When marking, it is important to extend the flap into the postauricular sulcus. The length of the flap should be outlined so that it does not excessively pin the auricle, and has a 3–4:1 length-to-width ratio. The flap width should be slightly greater than the defect width to compensate for the helical curvature. The flap is inset with a layered closure. Vaseline gauze is placed in the postauricular sulcus. The flap is divided and contoured at three weeks. Division of the flap may be performed in two manners. Traditionally, the flap is marked so that there is enough length to wrap around the posterior aspect of the auricle. In patients with thin and delicate ears, this method may provide too much bulk. Alternatively, the posterior aspect may then be covered with a full-thickness skin graft. In patients where there is not a cartilage graft, the posterior aspect of the flap may be left to granulate. The remainder of the flap is sewn into the retroauricular space, and the sulcus may be left to granulate.
Lobule
In many ways, the lobule is a continuation of the helical rim and requires a reconstructive technique for restoring the smooth edge, curve, and symmetry. Lack of attention in restoring the lobule to its preoperative proportions will almost always be noticeable. In deciding whether to sacrifice shape or size, the latter has more room for compromise. For small lesions, a wedge excision with a primary closure designed to evert the wound edges will retain the natural shape. Alternatively, a Z-plasty will minimize notching. A small decrease in lobule size resulting from a small wedge excision is unlikely to draw attention. Because of the laxity of the lobule, primary closure is possible for sizable defects. Should these repairs create a noticeable disparity in earlobe size, then the contralateral earlobe can be reduced by a simultaneous or delayed wedge excision.19
In patients who wear earrings, care must be taken to minimize tension on the lobule. If a primary closure will distort the lobule or impact the patient’s ability to wear an earring, flaps or grafts should be considered to minimize distortion. A popular method of restoring the earlobe is the transposition flap20 (Figure 14.15). A one- or two-stage transposition flap can be designed from the pre- or postauricular crease. The secondary defect scars can be hidden with the crease and will be less visible in the postauricular crease. The preauricular skin is thicker and may be a better thickness and color match for the lobule. A staged infra-auricle flap can be used to repair inferior lobular defects. It possesses the advantage of a camouflaged scar, but it lacks mobility. For those individuals with a naturally shortened lobule, the helical rim may be advanced for coverage.
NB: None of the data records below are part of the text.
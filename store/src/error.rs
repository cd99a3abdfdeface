use std::fmt;

use rusqlite::ErrorCode;
use thiserror::Error;

use taxform_types::{
    DocumentId, FieldKey, FilingId, FormId, SectionId, StepId, TransitionError, ValueError,
};

/// Names the row an error is about.
#[derive(Debug, Clone, PartialEq, Eq)]
pub enum EntityRef {
    Form(FormId),
    Filing(FilingId),
    Answer {
        form_id: FormId,
        field_key: FieldKey,
    },
    Section {
        form_id: FormId,
        step_id: StepId,
        section_id: SectionId,
    },
    Document(DocumentId),
}

impl fmt::Display for EntityRef {
    fn fmt(&self, f: &mut fmt::Formatter<'_>) -> fmt::Result {
        match self {
            Self::Form(id) => write!(f, "form {id}"),
            Self::Filing(id) => write!(f, "form for filing {id}"),
            Self::Answer { form_id, field_key } => {
                write!(f, "answer {field_key} on form {form_id}")
            }
            Self::Section {
                form_id,
                step_id,
                section_id,
            } => write!(f, "section {step_id}/{section_id} on form {form_id}"),
            Self::Document(id) => write!(f, "document {id}"),
        }
    }
}

/// Every outcome an engine operation can report besides success.
///
/// `FormLocked`, `InvalidTransition` and `ImmutableEntity` are terminal and
/// caller-correctable. Only `Storage` errors can be transient.
#[derive(Debug, Error)]
pub enum EngineError {
    #[error("{0} not found")]
    NotFound(EntityRef),
    #[error("{0} already exists")]
    AlreadyExists(EntityRef),
    #[error(transparent)]
    InvalidTransition(#[from] TransitionError),
    #[error("form {form_id} is locked")]
    FormLocked { form_id: FormId },
    #[error("{0} is immutable")]
    ImmutableEntity(EntityRef),
    #[error("{0}")]
    UnsupportedValueType(ValueError),
    #[error("invariant violation: {0}")]
    InvariantViolation(String),
    #[error("invalid input: {0}")]
    InvalidInput(String),
    #[error("storage error: {0}")]
    Storage(#[from] rusqlite::Error),
}

impl EngineError {
    /// Busy/locked database errors; the only class worth retrying.
    #[must_use]
    pub fn is_transient(&self) -> bool {
        matches!(
            self,
            Self::Storage(rusqlite::Error::SqliteFailure(err, _))
                if matches!(err.code, ErrorCode::DatabaseBusy | ErrorCode::DatabaseLocked)
        )
    }

    pub(crate) fn invariant(message: impl Into<String>) -> Self {
        Self::InvariantViolation(message.into())
    }
}

impl From<ValueError> for EngineError {
    fn from(err: ValueError) -> Self {
        if err.is_unsupported_type() {
            Self::UnsupportedValueType(err)
        } else {
            Self::InvalidInput(err.to_string())
        }
    }
}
Care should be taken not to distort the rim with this repair.
Concha
In many instances, defects in the conchal bowl can heal by second intent. An exception would be those defects directly adjacent to or including the external ear canal. In these areas, a wound allowed to heal by granulation has an increased risk of canal stenosis. Full-thickness skin grafts will minimize wound contraction and decrease the likelihood of this complication. For outer concha defects where some skin mobility exists, an advancement flap may be a reasonable option (Figure 14.16). For full-thickness defects, a postauricular island flap similar to that for the antihelix can be utilized, though the position of this flap will enter at the level of the concha. Occasionally pinning of the auricle may occur. This condition may be corrected by a subsequent Z-plasty to lengthen the postauricular scar line. Mellette has described a preauricular transposition flap that will also provide excellent coverage for large conchal bowl defects.19
PROSTHETICS AND WHEN TO REFER
Although it is within the skill set of dermasurgeons to reconstruct complex ear defects, there are circumstances when it would be better to consider a prosthesis or to refer to a facial plastic surgeon or plastic surgeon who specializes in total ear reconstruction. For the infirm patient, or one who truly does not desire further surgery, a prosthetic is a viable option.21 This alternative will lessen the patient’s potential morbidity, and be functionally viable since may patients’ primary concern is the ability to wear glasses.